- **Directions**: Up to and including the line containing "usize, len: usize", please reproduce the lines of the listing below, starting from the top.

- **Records shown**:
___

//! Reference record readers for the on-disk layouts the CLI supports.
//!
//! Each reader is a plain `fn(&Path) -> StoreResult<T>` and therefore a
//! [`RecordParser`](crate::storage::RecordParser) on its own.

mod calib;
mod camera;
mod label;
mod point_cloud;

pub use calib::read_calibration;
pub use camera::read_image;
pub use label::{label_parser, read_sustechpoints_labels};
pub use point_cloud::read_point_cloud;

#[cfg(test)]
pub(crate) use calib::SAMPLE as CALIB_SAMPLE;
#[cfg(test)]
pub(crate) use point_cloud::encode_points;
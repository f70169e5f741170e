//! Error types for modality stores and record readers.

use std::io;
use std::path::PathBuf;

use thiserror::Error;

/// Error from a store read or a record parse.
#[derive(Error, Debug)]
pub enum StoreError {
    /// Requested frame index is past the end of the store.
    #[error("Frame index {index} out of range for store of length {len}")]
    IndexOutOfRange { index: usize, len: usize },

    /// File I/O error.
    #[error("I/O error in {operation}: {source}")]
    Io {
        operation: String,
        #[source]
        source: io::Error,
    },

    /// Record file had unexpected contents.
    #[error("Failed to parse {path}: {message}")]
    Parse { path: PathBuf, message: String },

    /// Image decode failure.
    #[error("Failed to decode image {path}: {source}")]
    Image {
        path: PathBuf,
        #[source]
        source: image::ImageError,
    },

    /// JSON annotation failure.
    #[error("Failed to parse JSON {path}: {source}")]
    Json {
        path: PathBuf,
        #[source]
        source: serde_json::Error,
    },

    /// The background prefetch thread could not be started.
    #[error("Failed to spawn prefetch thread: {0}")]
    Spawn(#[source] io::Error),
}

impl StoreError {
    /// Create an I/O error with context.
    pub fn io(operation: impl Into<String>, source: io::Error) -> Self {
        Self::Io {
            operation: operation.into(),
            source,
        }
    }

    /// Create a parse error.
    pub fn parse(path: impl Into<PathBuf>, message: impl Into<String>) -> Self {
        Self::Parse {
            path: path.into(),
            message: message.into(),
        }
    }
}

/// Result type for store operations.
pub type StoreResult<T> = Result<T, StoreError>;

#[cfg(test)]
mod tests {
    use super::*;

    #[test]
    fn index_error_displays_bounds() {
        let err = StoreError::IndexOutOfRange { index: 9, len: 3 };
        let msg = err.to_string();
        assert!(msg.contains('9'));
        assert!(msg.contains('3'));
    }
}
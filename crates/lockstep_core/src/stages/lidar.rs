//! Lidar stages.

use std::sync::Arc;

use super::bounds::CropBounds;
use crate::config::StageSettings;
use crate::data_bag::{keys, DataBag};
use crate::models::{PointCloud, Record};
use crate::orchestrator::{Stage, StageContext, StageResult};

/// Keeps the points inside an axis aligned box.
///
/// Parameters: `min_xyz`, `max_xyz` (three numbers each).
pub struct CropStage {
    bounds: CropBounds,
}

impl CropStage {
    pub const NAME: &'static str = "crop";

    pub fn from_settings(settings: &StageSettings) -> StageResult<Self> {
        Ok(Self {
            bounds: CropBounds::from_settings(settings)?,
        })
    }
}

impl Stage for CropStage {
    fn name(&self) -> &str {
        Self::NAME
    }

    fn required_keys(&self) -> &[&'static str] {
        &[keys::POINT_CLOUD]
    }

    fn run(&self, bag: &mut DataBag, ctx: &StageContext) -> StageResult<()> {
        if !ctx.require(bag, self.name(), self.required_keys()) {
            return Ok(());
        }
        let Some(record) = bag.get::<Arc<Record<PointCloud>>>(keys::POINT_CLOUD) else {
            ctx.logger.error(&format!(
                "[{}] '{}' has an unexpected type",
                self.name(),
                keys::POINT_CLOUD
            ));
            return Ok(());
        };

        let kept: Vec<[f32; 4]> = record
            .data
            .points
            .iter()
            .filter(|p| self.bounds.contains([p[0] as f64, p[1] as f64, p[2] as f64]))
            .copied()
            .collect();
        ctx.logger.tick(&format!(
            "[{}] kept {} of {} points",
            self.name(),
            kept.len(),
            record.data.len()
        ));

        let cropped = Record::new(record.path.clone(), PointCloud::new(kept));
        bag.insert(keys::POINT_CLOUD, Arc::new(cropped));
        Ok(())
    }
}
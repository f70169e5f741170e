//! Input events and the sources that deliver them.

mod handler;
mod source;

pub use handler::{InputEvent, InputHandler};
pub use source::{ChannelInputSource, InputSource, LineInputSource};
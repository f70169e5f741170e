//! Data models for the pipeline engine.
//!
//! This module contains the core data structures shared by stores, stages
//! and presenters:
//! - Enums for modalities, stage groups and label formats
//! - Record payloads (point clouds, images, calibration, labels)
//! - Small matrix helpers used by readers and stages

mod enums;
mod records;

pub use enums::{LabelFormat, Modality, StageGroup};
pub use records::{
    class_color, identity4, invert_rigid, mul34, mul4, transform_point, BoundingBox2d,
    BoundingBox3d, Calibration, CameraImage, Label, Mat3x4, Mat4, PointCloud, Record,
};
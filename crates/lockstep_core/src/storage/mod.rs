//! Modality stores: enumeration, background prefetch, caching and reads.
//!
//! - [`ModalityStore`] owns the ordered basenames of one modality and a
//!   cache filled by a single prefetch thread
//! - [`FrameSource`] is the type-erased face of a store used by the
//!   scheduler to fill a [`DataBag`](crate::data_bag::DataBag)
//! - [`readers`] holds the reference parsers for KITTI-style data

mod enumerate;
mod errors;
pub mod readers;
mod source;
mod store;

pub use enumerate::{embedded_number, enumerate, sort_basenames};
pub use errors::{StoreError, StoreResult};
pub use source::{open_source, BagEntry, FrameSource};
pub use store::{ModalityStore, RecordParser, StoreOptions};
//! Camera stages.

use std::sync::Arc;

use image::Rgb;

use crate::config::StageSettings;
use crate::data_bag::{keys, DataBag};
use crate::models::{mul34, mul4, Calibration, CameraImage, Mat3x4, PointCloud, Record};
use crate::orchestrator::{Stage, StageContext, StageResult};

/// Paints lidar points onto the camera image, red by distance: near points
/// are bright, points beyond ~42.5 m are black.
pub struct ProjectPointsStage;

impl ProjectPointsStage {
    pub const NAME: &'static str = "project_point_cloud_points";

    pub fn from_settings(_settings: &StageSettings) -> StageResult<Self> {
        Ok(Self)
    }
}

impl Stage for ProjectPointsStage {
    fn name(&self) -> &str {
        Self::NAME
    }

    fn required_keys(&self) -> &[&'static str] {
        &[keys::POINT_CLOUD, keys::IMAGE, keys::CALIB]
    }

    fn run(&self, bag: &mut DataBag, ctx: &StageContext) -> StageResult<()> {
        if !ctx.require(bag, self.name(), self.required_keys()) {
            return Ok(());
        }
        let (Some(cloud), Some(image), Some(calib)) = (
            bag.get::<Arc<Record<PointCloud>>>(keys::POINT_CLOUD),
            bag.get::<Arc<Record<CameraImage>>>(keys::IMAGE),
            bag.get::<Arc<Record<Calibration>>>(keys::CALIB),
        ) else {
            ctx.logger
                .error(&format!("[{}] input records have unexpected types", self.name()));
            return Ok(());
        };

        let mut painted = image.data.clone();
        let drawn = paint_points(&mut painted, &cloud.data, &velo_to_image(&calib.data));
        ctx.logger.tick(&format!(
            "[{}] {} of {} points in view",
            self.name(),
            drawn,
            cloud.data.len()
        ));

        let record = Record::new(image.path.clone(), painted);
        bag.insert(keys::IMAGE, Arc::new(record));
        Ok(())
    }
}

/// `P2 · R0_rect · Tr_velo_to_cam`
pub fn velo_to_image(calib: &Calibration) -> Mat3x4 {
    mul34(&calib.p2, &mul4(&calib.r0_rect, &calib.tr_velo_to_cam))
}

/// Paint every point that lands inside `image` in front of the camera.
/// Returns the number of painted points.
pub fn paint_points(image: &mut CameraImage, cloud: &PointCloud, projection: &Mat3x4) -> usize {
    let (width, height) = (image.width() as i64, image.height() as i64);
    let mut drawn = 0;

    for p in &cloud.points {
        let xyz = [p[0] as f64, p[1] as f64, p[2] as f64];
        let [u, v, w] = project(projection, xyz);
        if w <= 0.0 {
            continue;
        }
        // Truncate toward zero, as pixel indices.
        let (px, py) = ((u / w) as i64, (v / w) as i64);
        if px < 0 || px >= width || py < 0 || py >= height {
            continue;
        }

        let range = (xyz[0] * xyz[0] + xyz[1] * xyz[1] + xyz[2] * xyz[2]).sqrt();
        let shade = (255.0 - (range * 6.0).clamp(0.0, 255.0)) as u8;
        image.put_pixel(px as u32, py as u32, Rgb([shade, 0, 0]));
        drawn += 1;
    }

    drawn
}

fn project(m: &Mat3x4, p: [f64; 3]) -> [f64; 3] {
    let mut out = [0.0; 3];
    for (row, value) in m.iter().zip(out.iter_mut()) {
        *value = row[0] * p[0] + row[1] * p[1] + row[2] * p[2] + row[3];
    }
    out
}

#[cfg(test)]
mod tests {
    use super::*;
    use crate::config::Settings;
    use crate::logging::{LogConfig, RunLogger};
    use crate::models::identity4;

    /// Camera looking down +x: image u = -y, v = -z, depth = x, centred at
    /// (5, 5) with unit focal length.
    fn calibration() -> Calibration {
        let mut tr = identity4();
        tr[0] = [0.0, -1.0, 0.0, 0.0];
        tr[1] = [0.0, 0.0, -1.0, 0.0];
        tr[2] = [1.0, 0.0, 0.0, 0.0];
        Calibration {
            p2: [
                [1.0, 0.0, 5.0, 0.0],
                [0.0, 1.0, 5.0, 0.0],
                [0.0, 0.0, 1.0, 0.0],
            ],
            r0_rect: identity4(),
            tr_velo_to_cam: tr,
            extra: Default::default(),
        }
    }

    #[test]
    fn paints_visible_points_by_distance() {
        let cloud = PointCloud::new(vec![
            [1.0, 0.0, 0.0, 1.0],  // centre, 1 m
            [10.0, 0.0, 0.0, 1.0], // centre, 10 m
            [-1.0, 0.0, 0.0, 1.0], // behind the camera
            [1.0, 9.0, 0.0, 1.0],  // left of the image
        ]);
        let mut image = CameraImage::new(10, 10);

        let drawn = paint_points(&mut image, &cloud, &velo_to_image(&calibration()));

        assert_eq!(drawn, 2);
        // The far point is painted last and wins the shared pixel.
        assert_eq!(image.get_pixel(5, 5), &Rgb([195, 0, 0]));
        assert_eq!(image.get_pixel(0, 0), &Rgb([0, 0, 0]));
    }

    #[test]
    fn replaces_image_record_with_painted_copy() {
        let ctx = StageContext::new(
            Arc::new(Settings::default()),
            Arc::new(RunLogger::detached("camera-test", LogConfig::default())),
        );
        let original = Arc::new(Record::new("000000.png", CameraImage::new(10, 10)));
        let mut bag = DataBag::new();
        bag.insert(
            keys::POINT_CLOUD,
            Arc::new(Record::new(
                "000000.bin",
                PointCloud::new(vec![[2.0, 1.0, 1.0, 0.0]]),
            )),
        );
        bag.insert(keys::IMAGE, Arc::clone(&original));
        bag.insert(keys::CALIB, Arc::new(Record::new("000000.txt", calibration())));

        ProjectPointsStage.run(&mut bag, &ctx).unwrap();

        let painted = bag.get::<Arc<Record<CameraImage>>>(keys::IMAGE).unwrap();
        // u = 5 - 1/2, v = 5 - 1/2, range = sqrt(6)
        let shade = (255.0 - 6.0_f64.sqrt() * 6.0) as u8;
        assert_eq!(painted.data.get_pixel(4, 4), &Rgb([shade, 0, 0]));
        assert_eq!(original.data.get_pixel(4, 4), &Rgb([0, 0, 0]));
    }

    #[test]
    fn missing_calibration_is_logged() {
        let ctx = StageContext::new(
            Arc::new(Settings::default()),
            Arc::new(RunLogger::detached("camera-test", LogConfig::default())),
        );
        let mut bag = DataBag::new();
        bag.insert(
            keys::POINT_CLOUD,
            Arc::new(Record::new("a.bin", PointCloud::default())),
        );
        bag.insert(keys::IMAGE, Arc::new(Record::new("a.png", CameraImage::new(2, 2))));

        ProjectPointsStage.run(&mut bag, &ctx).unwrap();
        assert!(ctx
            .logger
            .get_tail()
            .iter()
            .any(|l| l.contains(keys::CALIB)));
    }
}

___

- **Completed exercise**:
//! Reference record readers for the on-disk layouts the CLI supports.
//!
//! Each reader is a plain `fn(&Path) -> StoreResult<T>` and therefore a
//! [`RecordParser`](crate::storage::RecordParser) on its own.

mod calib;
mod camera;
mod label;
mod point_cloud;

pub use calib::read_calibration;
pub use camera::read_image;
pub use label::{label_parser, read_sustechpoints_labels};
pub use point_cloud::read_point_cloud;

#[cfg(test)]
pub(crate) use calib::SAMPLE as CALIB_SAMPLE;
#[cfg(test)]
pub(crate) use point_cloud::encode_points;
repository f70169e5f741170e
//! Error types for modality stores and record readers.

use std::io;
use std::path::PathBuf;

use thiserror::Error;

/// Error from a store read or a record parse.
#[derive(Error, Debug)]
pub enum StoreError {
    /// Requested frame index is past the end of the store.
    #[error("Frame index {index} out of range for store of length {len}")]
    IndexOutOfRange { index: usize, len: usize },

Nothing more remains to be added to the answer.